Recognizing our interdependence, not independence

Recognizing our interdependence, not independence

Written By: Winona LaDuke | 11:00 am, Jul. 9, 2021

It’s time for interdependence day, not independence day. That’s when we can recognize and value each other. That would be a good evolution for America, and maybe we will all learn to be patriots to the land and care for each other
— Winona LaDuke

I am a patriot to a land, not a flag. Akiing, that’s the Ojibwe word for Land. Akiing means “the land to which I belong” … I am from this land and I recognize my interdependence in this world.

The Fourth of July is a complicated holiday for Indigenous people and people of color. After all, the U.S. was built on the genocide of Native people and the slavery of African Americans. In Minnesota, we remember the mass poisoning of our peoples and starvation killing 400 of our people at Sandy Lake, White Earth and beyond. We remember the hangings of the Dakota 38+2 and the land thefts of Minnesota and the U.S. In recent weeks, we’ve seen more atrocities uncovered, at Native residential schools, where thousands of bodies of Native children have been found buried.

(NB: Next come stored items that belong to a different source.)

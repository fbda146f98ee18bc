//! Comparison of pipeline output against a gold standard.

use std::collections::BTreeSet;

use serde::Serialize;

use crate::connection::ConnectionState;

/// Confusion counts. `true_negatives` is only known when the caller
/// supplies the size of the candidate universe.
#[derive(Debug, Clone, Copy, Default, PartialEq, Eq, Serialize)]
pub struct EvaluationResult {
    pub true_positives: usize,
    pub false_positives: usize,
    pub false_negatives: usize,
    pub true_negatives: Option<usize>,
}

fn ratio(num: f64, den: f64) -> f64 {
    if den == 0.0 {
        0.0
    } else {
        num / den
    }
}

impl EvaluationResult {
    pub fn compare<T: Ord>(found: &BTreeSet<T>, expected: &BTreeSet<T>) -> Self {
        let true_positives = found.intersection(expected).count();
        Self {
            true_positives,
            false_positives: found.len() - true_positives,
            false_negatives: expected.len() - true_positives,
            true_negatives: None,
        }
    }

    /// Derive true negatives from the number of possible candidates.
    pub fn with_universe(mut self, universe: usize) -> Self {
        let counted = self.true_positives + self.false_positives + self.false_negatives;
        self.true_negatives = Some(universe.saturating_sub(counted));
        self
    }

    /// Precision; `0.0` when nothing was found.
    pub fn precision(&self) -> f64 {
        let tp = self.true_positives as f64;
        ratio(tp, tp + self.false_positives as f64)
    }

    /// Recall; `0.0` when nothing was expected.
    pub fn recall(&self) -> f64 {
        let tp = self.true_positives as f64;
        ratio(tp, tp + self.false_negatives as f64)
    }

    pub fn f1(&self) -> f64 {
        let (p, r) = (self.precision(), self.recall());
        ratio(2.0 * p * r, p + r)
    }

    pub fn accuracy(&self) -> Option<f64> {
        let tn = self.true_negatives? as f64;
        let tp = self.true_positives as f64;
        let total = tp + tn + (self.false_positives + self.false_negatives) as f64;
        Some(ratio(tp + tn, total))
    }

    pub fn specificity(&self) -> Option<f64> {
        let tn = self.true_negatives? as f64;
        Some(ratio(tn, tn + self.false_positives as f64))
    }

    /// Matthews correlation (phi coefficient).
    pub fn phi(&self) -> Option<f64> {
        let tn = self.true_negatives? as f64;
        let tp = self.true_positives as f64;
        let fp = self.false_positives as f64;
        let fn_ = self.false_negatives as f64;
        let den = ((tp + fp) * (tp + fn_) * (tn + fp) * (tn + fn_)).sqrt();
        Some(ratio(tp * tn - fp * fn_, den))
    }
}

impl std::ops::Add for EvaluationResult {
    type Output = Self;

    fn add(self, other: Self) -> Self {
        Self {
            true_positives: self.true_positives + other.true_positives,
            false_positives: self.false_positives + other.false_positives,
            false_negatives: self.false_negatives + other.false_negatives,
            true_negatives: match (self.true_negatives, other.true_negatives) {
                (Some(a), Some(b)) => Some(a + b),
                _ => None,
            },
        }
    }
}

/// Expected (model element id, sentence) pairs.
#[derive(Debug, Clone, Default, PartialEq, Eq)]
pub struct GoldStandard {
    links: BTreeSet<(String, u32)>,
}

impl GoldStandard {
    pub fn new(links: impl IntoIterator<Item = (String, u32)>) -> Self {
        Self {
            links: links.into_iter().collect(),
        }
    }

    pub fn links(&self) -> &BTreeSet<(String, u32)> {
        &self.links
    }

    pub fn contains(&self, element_id: &str, sentence_no: u32) -> bool {
        self.links.contains(&(element_id.to_string(), sentence_no))
    }

    pub fn sentences_for(&self, element_id: &str) -> BTreeSet<u32> {
        self.links
            .iter()
            .filter(|(id, _)| id == element_id)
            .map(|(_, s)| *s)
            .collect()
    }

    pub fn len(&self) -> usize {
        self.links.len()
    }

    pub fn is_empty(&self) -> bool {
        self.links.is_empty()
    }
}

/// Score the accepted links of one model against the gold standard.
pub fn evaluate_links(
    connections: &ConnectionState,
    gold: &GoldStandard,
    acceptance_threshold: f64,
) -> EvaluationResult {
    let found: BTreeSet<(String, u32)> = connections
        .accepted_links(acceptance_threshold)
        .into_iter()
        .map(|l| (l.model_element_id().to_string(), l.sentence_no()))
        .collect();
    EvaluationResult::compare(&found, gold.links())
}

#[cfg(test)]
mod tests {
    use super::*;

    fn result(tp: usize, fp: usize, fn_: usize) -> EvaluationResult {
        EvaluationResult {
            true_positives: tp,
            false_positives: fp,
            false_negatives: fn_,
            true_negatives: None,
        }
    }

    #[test]
    fn compare_counts_sets() {
        let found = BTreeSet::from([1, 2, 3]);
        let expected = BTreeSet::from([2, 3, 4, 5]);
        let r = EvaluationResult::compare(&found, &expected);
        assert_eq!(r, result(2, 1, 2));
        assert!((r.precision() - 2.0 / 3.0).abs() < 1e-9);
        assert!((r.recall() - 0.5).abs() < 1e-9);
        assert!((r.f1() - 4.0 / 7.0).abs() < 1e-9);
    }

    #[test]
    fn degenerate_denominators_are_zero() {
        let r = result(0, 0, 0);
        assert_eq!(r.precision(), 0.0);
        assert_eq!(r.recall(), 0.0);
        assert_eq!(r.f1(), 0.0);
        assert_eq!(r.accuracy(), None);
    }

    #[test]
    fn extended_metrics_need_universe() {
        let r = result(2, 1, 1).with_universe(10);
        assert_eq!(r.true_negatives, Some(6));
        assert!((r.accuracy().unwrap() - 0.8).abs() < 1e-9);
        assert!((r.specificity().unwrap() - 6.0 / 7.0).abs() < 1e-9);
        let phi = r.phi().unwrap();
        let expected = (2.0 * 6.0 - 1.0) / (3.0f64 * 3.0 * 7.0 * 7.0).sqrt();
        assert!((phi - expected).abs() < 1e-9);
    }

    #[test]
    fn results_add_up() {
        let sum = result(1, 2, 3) + result(4, 5, 6);
        assert_eq!(sum, result(5, 7, 9));
        let with_tn = result(1, 0, 0).with_universe(3) + result(1, 0, 0).with_universe(2);
        assert_eq!(with_tn.true_negatives, Some(3));
    }

    #[test]
    fn gold_lookup_by_element() {
        let gold = GoldStandard::new([("c1".to_string(), 1), ("c1".to_string(), 4), ("c2".to_string(), 2)]);
        assert_eq!(gold.sentences_for("c1"), BTreeSet::from([1, 4]));
        assert!(gold.contains("c2", 2));
        assert!(!gold.contains("c2", 1));
        assert_eq!(gold.len(), 3);
    }
}
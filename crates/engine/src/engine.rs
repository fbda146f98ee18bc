use std::sync::Arc;

use tracelink_core::{Model, Text};
use tracing::info;

use crate::agent::StageKind;
use crate::config::PipelineConfig;
use crate::connection::{ConnectionState, ConnectionStates};
use crate::error::EngineError;
use crate::inconsistency::{InconsistencyState, InconsistencyStates};
use crate::pipeline::Pipeline;
use crate::recommendation::{RecommendationState, RecommendationStates};
use crate::report::{self, RunMeta, TraceReport};
use crate::repository::{seed_repository, DataRepository, ModelStates, PipelineState};
use crate::text_state::TextState;

/// Run the full pipeline over one text and any number of models.
pub fn run(config: &PipelineConfig, text: Arc<Text>, models: &[Model]) -> Result<TraceResult, EngineError> {
    info!(words = text.len(), models = models.len(), "starting trace-link run");
    let mut repo = seed_repository(text, models.iter().cloned());
    Pipeline::new(config.clone()).run(&mut repo)?;
    TraceResult::from_repository(config.clone(), repo)
}

/// Run from the recommendation stage on, reusing a text state computed
/// by an earlier run over the same text.
pub fn run_with_text_state(
    config: &PipelineConfig,
    text: Arc<Text>,
    models: &[Model],
    text_state: TextState,
) -> Result<TraceResult, EngineError> {
    let mut repo = seed_repository(text, models.iter().cloned());
    repo.insert(text_state);
    Pipeline::new(config.clone()).run_from(StageKind::Recommendation, &mut repo)?;
    TraceResult::from_repository(config.clone(), repo)
}

/// Final states of a run, detached from the repository.
#[derive(Debug, Clone)]
pub struct TraceResult {
    config: PipelineConfig,
    model_ids: Vec<String>,
    text: TextState,
    recommendations: RecommendationStates,
    connections: ConnectionStates,
    inconsistencies: InconsistencyStates,
}

fn take<T: PipelineState>(repo: &mut DataRepository) -> Result<T, EngineError> {
    repo.take::<T>().ok_or(EngineError::MissingState(T::KEY))
}

impl TraceResult {
    pub fn from_repository(config: PipelineConfig, mut repo: DataRepository) -> Result<Self, EngineError> {
        let model_ids = repo.require::<ModelStates>()?.ids();
        let text = take::<TextState>(&mut repo)?;
        let mut recommendations = take::<RecommendationStates>(&mut repo)?;
        let mut connections = take::<ConnectionStates>(&mut repo)?;
        let mut inconsistencies = take::<InconsistencyStates>(&mut repo)?;
        // Every model gets an (possibly empty) entry in each per-model state
        for id in &model_ids {
            recommendations.state_mut(id);
            connections.state_mut(id);
            inconsistencies.state_mut(id);
        }
        Ok(Self {
            config,
            model_ids,
            text,
            recommendations,
            connections,
            inconsistencies,
        })
    }

    pub fn config(&self) -> &PipelineConfig {
        &self.config
    }

    /// Model ids, sorted.
    pub fn model_ids(&self) -> &[String] {
        &self.model_ids
    }

    pub fn text_state(&self) -> &TextState {
        &self.text
    }

    /// Hand the text state over, e.g. to seed further runs.
    pub fn into_text_state(self) -> TextState {
        self.text
    }

    pub fn recommendations(&self, model_id: &str) -> Result<&RecommendationState, EngineError> {
        self.recommendations
            .get(model_id)
            .ok_or_else(|| EngineError::UnknownModel(model_id.to_string()))
    }

    pub fn connections(&self, model_id: &str) -> Result<&ConnectionState, EngineError> {
        self.connections
            .get(model_id)
            .ok_or_else(|| EngineError::UnknownModel(model_id.to_string()))
    }

    pub fn inconsistencies(&self, model_id: &str) -> Result<&InconsistencyState, EngineError> {
        self.inconsistencies
            .get(model_id)
            .ok_or_else(|| EngineError::UnknownModel(model_id.to_string()))
    }

    pub fn report(&self) -> TraceReport {
        let acceptance = self.config.connection.acceptance_threshold;
        let models: Vec<_> = self
            .model_ids
            .iter()
            .filter_map(|id| {
                Some(report::model_report(
                    id,
                    self.recommendations.get(id)?,
                    self.connections.get(id)?,
                    self.inconsistencies.get(id)?,
                    acceptance,
                ))
            })
            .collect();
        TraceReport {
            meta: RunMeta {
                engine_version: env!("CARGO_PKG_VERSION").to_string(),
                run_at: chrono::Utc::now().to_rfc3339(),
                aggregation: self.config.evidence.aggregation,
                acceptance_threshold: acceptance,
            },
            summary: report::compute_summary(&self.text, &models),
            noun_mappings: report::noun_mapping_records(&self.text),
            models,
        }
    }
}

Under the Walz administration, we continue to witness the discriminatory legal, justice and economic systems which undermine us, and shove giant pipelines through our world.

Erasure. That’s the term we should use to describe Native policy in the U.S. and in Minnesota — we just make them invisible, keeping only the promise “they said they would take our land and they took it.”

It’s hard to stomach some patriotism through all the trauma, frankly. Democracy itself, however, had Native origins, particularly from the First Nations of the Iroquois Confederacy.

Founding fathers such as Benjamin Franklin spent much time with the Iroquois in 1744. Canasatego, leader of the Onondaga nation and spokesman for the Iroquois Confederation, advised the British colonists:

“... We heartily recommend union and a good agreement between your brethren. Our wise Forefathers established union and amity between the Five Nations; this has made us formidable, this has given us great weight and authority with our Neighboring Nations. We are a Powerful confederacy, and by your observing the same Methods our wise Forefathers have taken, you will acquire fresh Strength and Power.”

The Founding Fathers had some convenient omissions in their lessons: Iroquois women leaders, Clan Mothers, would appoint and remove the chiefs. “A man only served as leader if nominated by women, and women could call for his removal, for which there was no appeal,” Douglas George-Kanentiio, a leading Iroquois scholar, explains.

That’s a far cry from the U.S., where women did not have the right to vote until 1919, and by 2020, women represented a scant 23% of Congress. Native people have valued women much more.

The Iroquois also have good lessons about war, creating the confederacy to end the wars between the nations, and burying the weapons beneath the Tree of Peace. Peace-making is certainly a practice we could relearn, as we live in one of the most violent societies in the world, having most recently witnessed an insurrection at the U.S. Capitol, and a never-ending wartime economy, which pushes half our budget on building a military, and accentuates violence, not peace.

It’s also clear that with all the smarts of the American White Men system, we’ve managed to crash ecosystem after ecosystem. What’s clear is that the regulations do not address the violence against nature.

To be clear, when my ancestors signed the 1855 treaty, you could drink the water from every stream and river, passenger pigeons blackened the skies and the buffalo roamed by the millions. Things have not gone well and treaties remain, like the Constitution, the supreme law of the land.

20210614_pickett_01350.JPG

It’s time for interdependence day, not independence day.

That’s when we can recognize and value each other. That would be a good evolution for America, and maybe we will all learn to be patriots to the land and care for each other.